**Task**
Word for word, copy every line of the data.
(Dataset extract begins)
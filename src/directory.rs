use std::collections::hash_map::Entry;
use std::collections::HashMap;
use std::sync::RwLock;

use chrono::{DateTime, Utc};

use crate::errors::{Result, SalesOpsError};
use crate::types::{Seller, SellerId, SellerStatus};

/// in-memory seller store
///
/// the shape is storage-technology-agnostic: every operation here is the
/// unit a row-locking SQL implementation would also have to make atomic.
/// load counters are mutated only through `increment_load` / `decrement_load`,
/// and only by the assignment balancer.
#[derive(Debug, Default)]
pub struct SellerDirectory {
    sellers: RwLock<HashMap<SellerId, Seller>>,
}

impl SellerDirectory {
    pub fn new() -> Self {
        Self::default()
    }

    /// insert or replace a seller record
    pub fn insert(&self, seller: Seller) -> Result<SellerId> {
        let mut sellers = self.sellers.write().map_err(|_| SalesOpsError::StorePoisoned)?;
        let id = seller.id;
        sellers.insert(id, seller);
        Ok(id)
    }

    pub fn find_by_id(&self, id: SellerId) -> Result<Option<Seller>> {
        let sellers = self.sellers.read().map_err(|_| SalesOpsError::StorePoisoned)?;
        Ok(sellers.get(&id).cloned())
    }

    /// sellers with `active = true` and a non-offline status
    ///
    /// sorted by id so callers iterating the pool see a stable order
    pub fn find_active(&self) -> Result<Vec<Seller>> {
        let sellers = self.sellers.read().map_err(|_| SalesOpsError::StorePoisoned)?;
        let mut active: Vec<Seller> = sellers.values().filter(|s| s.is_assignable()).cloned().collect();
        active.sort_by_key(|s| s.id);
        Ok(active)
    }

    /// increment the seller's load and stamp `assigned_at`, returning the new load
    pub fn increment_load(&self, id: SellerId, at: DateTime<Utc>) -> Result<u32> {
        let mut sellers = self.sellers.write().map_err(|_| SalesOpsError::StorePoisoned)?;
        let seller = sellers
            .get_mut(&id)
            .ok_or(SalesOpsError::SellerNotFound { id })?;
        seller.current_clients += 1;
        seller.assigned_at = Some(at);
        Ok(seller.current_clients)
    }

    /// decrement the seller's load, flooring at zero, returning the new load
    pub fn decrement_load(&self, id: SellerId) -> Result<u32> {
        let mut sellers = self.sellers.write().map_err(|_| SalesOpsError::StorePoisoned)?;
        let seller = sellers
            .get_mut(&id)
            .ok_or(SalesOpsError::SellerNotFound { id })?;
        seller.current_clients = seller.current_clients.saturating_sub(1);
        Ok(seller.current_clients)
    }

    pub fn set_status(&self, id: SellerId, status: SellerStatus) -> Result<()> {
        let mut sellers = self.sellers.write().map_err(|_| SalesOpsError::StorePoisoned)?;
        let seller = sellers
            .get_mut(&id)
            .ok_or(SalesOpsError::SellerNotFound { id })?;
        seller.status = status;
        Ok(())
    }

    /// remove a seller; refused while the seller still carries active clients
    pub fn remove(&self, id: SellerId) -> Result<Seller> {
        let mut sellers = self.sellers.write().map_err(|_| SalesOpsError::StorePoisoned)?;
        match sellers.entry(id) {
            Entry::Occupied(entry) => {
                let current_clients = entry.get().current_clients;
                if current_clients > 0 {
                    return Err(SalesOpsError::SellerStillLoaded { id, current_clients });
                }
                Ok(entry.remove())
            }
            Entry::Vacant(_) => Err(SalesOpsError::SellerNotFound { id }),
        }
    }

    pub fn len(&self) -> usize {
        self.sellers.read().map(|s| s.len()).unwrap_or(0)
    }

    pub fn is_empty(&self) -> bool {
        self.len() == 0
    }
}

#[cfg(test)]
mod tests {
    use super::*;

    #[test]
    fn test_find_active_excludes_offline_and_inactive() {
        let dir = SellerDirectory::new();
        let a = dir.insert(Seller::new("Ana", "555-0001", 5)).unwrap();

        let mut offline = Seller::new("Beto", "555-0002", 5);
        offline.status = SellerStatus::Offline;
        dir.insert(offline).unwrap();

        let mut inactive = Seller::new("Carla", "555-0003", 5);
        inactive.active = false;
        dir.insert(inactive).unwrap();

        let active = dir.find_active().unwrap();
        assert_eq!(active.len(), 1);
        assert_eq!(active[0].id, a);
    }

    #[test]
    fn test_load_counters() {
        let dir = SellerDirectory::new();
        let id = dir.insert(Seller::new("Ana", "555-0001", 5)).unwrap();

        assert_eq!(dir.increment_load(id, Utc::now()).unwrap(), 1);
        assert_eq!(dir.increment_load(id, Utc::now()).unwrap(), 2);
        assert_eq!(dir.decrement_load(id).unwrap(), 1);
        assert_eq!(dir.decrement_load(id).unwrap(), 0);
        // floors at zero
        assert_eq!(dir.decrement_load(id).unwrap(), 0);
    }

    #[test]
    fn test_remove_refused_while_loaded() {
        let dir = SellerDirectory::new();
        let id = dir.insert(Seller::new("Ana", "555-0001", 5)).unwrap();
        dir.increment_load(id, Utc::now()).unwrap();

        assert!(matches!(
            dir.remove(id),
            Err(SalesOpsError::SellerStillLoaded { current_clients: 1, .. })
        ));

        dir.decrement_load(id).unwrap();
        assert!(dir.remove(id).is_ok());
        assert!(dir.is_empty());
    }

    #[test]
    fn test_unknown_seller() {
        let dir = SellerDirectory::new();
        let id = SellerId::new_v4();
        assert!(matches!(
            dir.increment_load(id, Utc::now()),
            Err(SalesOpsError::SellerNotFound { .. })
        ));
    }
}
(Dataset extract ends)
**Exercise output**
filename src/directory.rs
use std::collections::hash_map::Entry;
use std::collections::HashMap;
use std::sync::RwLock;

use chrono::{DateTime, Utc};

use crate::errors::{Result, SalesOpsError};
use crate::types::{Seller, SellerId, SellerStatus};

/// in-memory seller store
///
/// the shape is storage-technology-agnostic: every operation here is the
/// unit a row-locking SQL implementation would also have to make atomic.
/// load counters are mutated only through `increment_load` / `decrement_load`,
/// and only by the assignment balancer.
#[derive(Debug, Default)]
pub struct SellerDirectory {
    sellers: RwLock<HashMap<SellerId, Seller>>,
}

impl SellerDirectory {
    pub fn new() -> Self {
        Self::default()
    }

    /// insert or replace a seller record
    pub fn insert(&self, seller: Seller) -> Result<SellerId> {
        let mut sellers = self.sellers.write().map_err(|_| SalesOpsError::StorePoisoned)?;
        let id = seller.id;
        sellers.insert(id, seller);
        Ok(id)
    }

    pub fn find_by_id(&self, id: SellerId) -> Result<Option<Seller>> {
        let sellers = self.sellers.read().map_err(|_| SalesOpsError::StorePoisoned)?;
        Ok(sellers.get(&id).cloned())
    }

    /// sellers with `active = true` and a non-offline status
    ///
    /// sorted by id so callers iterating the pool see a stable order
    pub fn find_active(&self) -> Result<Vec<Seller>> {
        let sellers = self.sellers.read().map_err(|_| SalesOpsError::StorePoisoned)?;
        let mut active: Vec<Seller> = sellers.values().filter(|s| s.is_assignable()).cloned().collect();
        active.sort_by_key(|s| s.id);
        Ok(active)
    }

    /// increment the seller's load and stamp `assigned_at`, returning the new load
    pub fn increment_load(&self, id: SellerId, at: DateTime<Utc>) -> Result<u32> {
        let mut sellers = self.sellers.write().map_err(|_| SalesOpsError::StorePoisoned)?;
        let seller = sellers
            .get_mut(&id)
            .ok_or(SalesOpsError::SellerNotFound { id })?;
        seller.current_clients += 1;
        seller.assigned_at = Some(at);
        Ok(seller.current_clients)
    }

    /// decrement the seller's load, flooring at zero, returning the new load
    pub fn decrement_load(&self, id: SellerId) -> Result<u32> {
        let mut sellers = self.sellers.write().map_err(|_| SalesOpsError::StorePoisoned)?;
        let seller = sellers
            .get_mut(&id)
            .ok_or(SalesOpsError::SellerNotFound { id })?;
        seller.current_clients = seller.current_clients.saturating_sub(1);
        Ok(seller.current_clients)
    }

    pub fn set_status(&self, id: SellerId, status: SellerStatus) -> Result<()> {
        let mut sellers = self.sellers.write().map_err(|_| SalesOpsError::StorePoisoned)?;
        let seller = sellers
            .get_mut(&id)
            .ok_or(SalesOpsError::SellerNotFound { id })?;
        seller.status = status;
        Ok(())
    }

    /// remove a seller; refused while the seller still carries active clients
    pub fn remove(&self, id: SellerId) -> Result<Seller> {
        let mut sellers = self.sellers.write().map_err(|_| SalesOpsError::StorePoisoned)?;
        match sellers.entry(id) {
            Entry::Occupied(entry) => {
                let current_clients = entry.get().current_clients;
                if current_clients > 0 {
                    return Err(SalesOpsError::SellerStillLoaded { id, current_clients });
                }
                Ok(entry.remove())
            }
            Entry::Vacant(_) => Err(SalesOpsError::SellerNotFound { id }),
        }
    }

    pub fn len(&self) -> usize {
        self.sellers.read().map(|s| s.len()).unwrap_or(0)
    }

    pub fn is_empty(&self) -> bool {
        self.len() == 0
    }
}

#[cfg(test)]
mod tests {
    use super::*;

    #[test]
    fn test_find_active_excludes_offline_and_inactive() {
        let dir = SellerDirectory::new();
        let a = dir.insert(Seller::new("Ana", "555-0001", 5)).unwrap();

        let mut offline = Seller::new("Beto", "555-0002", 5);
        offline.status = SellerStatus::Offline;
        dir.insert(offline).unwrap();

        let mut inactive = Seller::new("Carla", "555-0003", 5);
        inactive.active = false;
        dir.insert(inactive).unwrap();

        let active = dir.find_active().unwrap();
        assert_eq!(active.len(), 1);
        assert_eq!(active[0].id, a);
    }

    #[test]
    fn test_load_counters() {
        let dir = SellerDirectory::new();
        let id = dir.insert(Seller::new("Ana", "555-0001", 5)).unwrap();

        assert_eq!(dir.increment_load(id, Utc::now()).unwrap(), 1);
        assert_eq!(dir.increment_load(id, Utc::now()).unwrap(), 2);
        assert_eq!(dir.decrement_load(id).unwrap(), 1);
        assert_eq!(dir.decrement_load(id).unwrap(), 0);
        // floors at zero
        assert_eq!(dir.decrement_load(id).unwrap(), 0);
    }

    #[test]
    fn test_remove_refused_while_loaded() {
        let dir = SellerDirectory::new();
        let id = dir.insert(Seller::new("Ana", "555-0001", 5)).unwrap();
        dir.increment_load(id, Utc::now()).unwrap();

        assert!(matches!(
            dir.remove(id),
            Err(SalesOpsError::SellerStillLoaded { current_clients: 1, .. })
        ));

        dir.decrement_load(id).unwrap();
        assert!(dir.remove(id).is_ok());
        assert!(dir.is_empty());
    }

    #[test]
    fn test_unknown_seller() {
        let dir = SellerDirectory::new();
        let id = SellerId::new_v4();
        assert!(matches!(
            dir.increment_load(id, Utc::now()),
            Err(SalesOpsError::SellerNotFound { .. })
        ));
    }
}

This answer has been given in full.